Hi - does anyone have experience of using the following software to assist with meeting note taking? If so, how useful did you find it? Access To Work (UK workplace support) have recommended them both to me to assist with on-line meetings note taking. I have moderate/severe hearing loss, and wear hearing aids in both ears
I find Otter.ai very useful in the same space.
I’m afraid that I am not familiar with these particular apps, tho’ I’m certainly familiar with the problem.
Depending upon your needs – especially if you anticipate any future use of the notes – I recommend going with whatever seems to be the more established company. You don’t want your material to be ‘orphaned’ a few years from now.

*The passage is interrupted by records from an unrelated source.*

//! `AppConfig` struct and TOML read.

use std::path::Path;

use anyhow::{Context, Result};
use serde::Deserialize;

/// Default bind address.
fn default_bind() -> String {
    String::from("0.0.0.0:8080")
}

/// Default TMDB API base URL.
fn default_base_url() -> String {
    String::from("https://api.themoviedb.org/3/")
}

/// Default image CDN base URL.
fn default_image_base_url() -> String {
    String::from("https://image.tmdb.org/t/p/w500")
}

/// Default display language requested from TMDB.
fn default_language() -> String {
    String::from("pt-BR")
}

/// Default region used for certification lookup.
fn default_region() -> String {
    String::from("BR")
}

/// Top-level application configuration.
#[derive(Debug, Deserialize, Default, PartialEq, Eq)]
pub struct AppConfig {
    /// HTTP server settings.
    #[serde(default)]
    pub server: ServerConfig,
    /// TMDB upstream settings.
    #[serde(default)]
    pub tmdb: TmdbConfig,
}

/// HTTP server configuration.
#[derive(Debug, Deserialize, PartialEq, Eq)]
pub struct ServerConfig {
    /// Socket address to bind.
    #[serde(default = "default_bind")]
    pub bind: String,
}

impl Default for ServerConfig {
    fn default() -> Self {
        Self {
            bind: default_bind(),
        }
    }
}

/// TMDB upstream configuration.
#[derive(Debug, Deserialize, PartialEq, Eq)]
pub struct TmdbConfig {
    /// API key. The `TMDB_API_KEY` environment variable takes
    /// precedence over this value.
    #[serde(default)]
    pub api_key: Option<String>,
    /// API base URL.
    #[serde(default = "default_base_url")]
    pub base_url: String,
    /// Image CDN base URL prepended to relative poster/backdrop paths.
    #[serde(default = "default_image_base_url")]
    pub image_base_url: String,
    /// Display language requested on every upstream call.
    #[serde(default = "default_language")]
    pub language: String,
    /// Region code (ISO 3166-1) used to resolve age certifications.
    #[serde(default = "default_region")]
    pub region: String,
}

impl Default for TmdbConfig {
    fn default() -> Self {
        Self {
            api_key: None,
            base_url: default_base_url(),
            image_base_url: default_image_base_url(),
            language: default_language(),
            region: default_region(),
        }
    }
}

impl AppConfig {
    /// Loads config from a TOML file. Returns default if file does not exist.
    ///
    /// # Errors
    ///
    /// Returns an error if the file exists but cannot be read or parsed.
    pub fn load(path: &Path) -> Result<Self> {
        if !path.exists() {
            return Ok(Self::default());
        }
        let content = std::fs::read_to_string(path)
            .with_context(|| format!("failed to read {}", path.display()))?;
        toml::from_str(&content).with_context(|| format!("failed to parse {}", path.display()))
    }
}

impl TmdbConfig {
    /// Resolves the API key, preferring the environment override.
    ///
    /// # Errors
    ///
    /// Returns an error when neither the override nor the config file
    /// provides a non-empty key.
    pub fn resolve_api_key(&self, env_override: Option<String>) -> Result<String> {
        env_override
            .filter(|key| !key.is_empty())
            .or_else(|| self.api_key.clone().filter(|key| !key.is_empty()))
            .context("TMDB API key not configured: set TMDB_API_KEY or [tmdb] api_key")
    }
}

I used to do a lot of interviews and for a long while, my go-to was LiveScribe, which had a special recording pen that you used with specially printed proprietary notebooks. They are still around, and it’s still a cool technology and is probably more developed now. Not full captioning, but the sound is coordinated with your notes, so that you can later tap a note and hear the related audio. You can convert your handwriting to typed text.
I dropped LiveScribe when I started to use Microsoft OneNote, which has a similar capability and was good enough for my purposes.
For straight transcription of a recorded interview, I used Rev.com, which is still around. Upload a sound file, get a transcript back. Excellent quality, fast turnaround, and not expensive.
I also used Recordiapro for transcribing phone interviews. Easy, good quality.
One caution on all this sort of thing: Be sure to verify legality. I live in a two-party state, so I have to capture the other party’s assent to being recorded.
I’m sure there are other technologies available now and will be interested to hear what some options might be.
And – as an aside – given the availability of this tech, one of my pet peeves is that it is not used more often. I get very worked up over broadcast news where the captioning severely lags on interviews that were obviously edited before airing. I’m amazed that’s allowed under the ADA.
Hi Bob, Access to work recommended Caption Ed for me too. Tried the trial version in meetings (you can download as an app too so no install on wk kit…) and really liked it. Proper version on its way. I found it dramatically more accurate than the transcript on MS teams.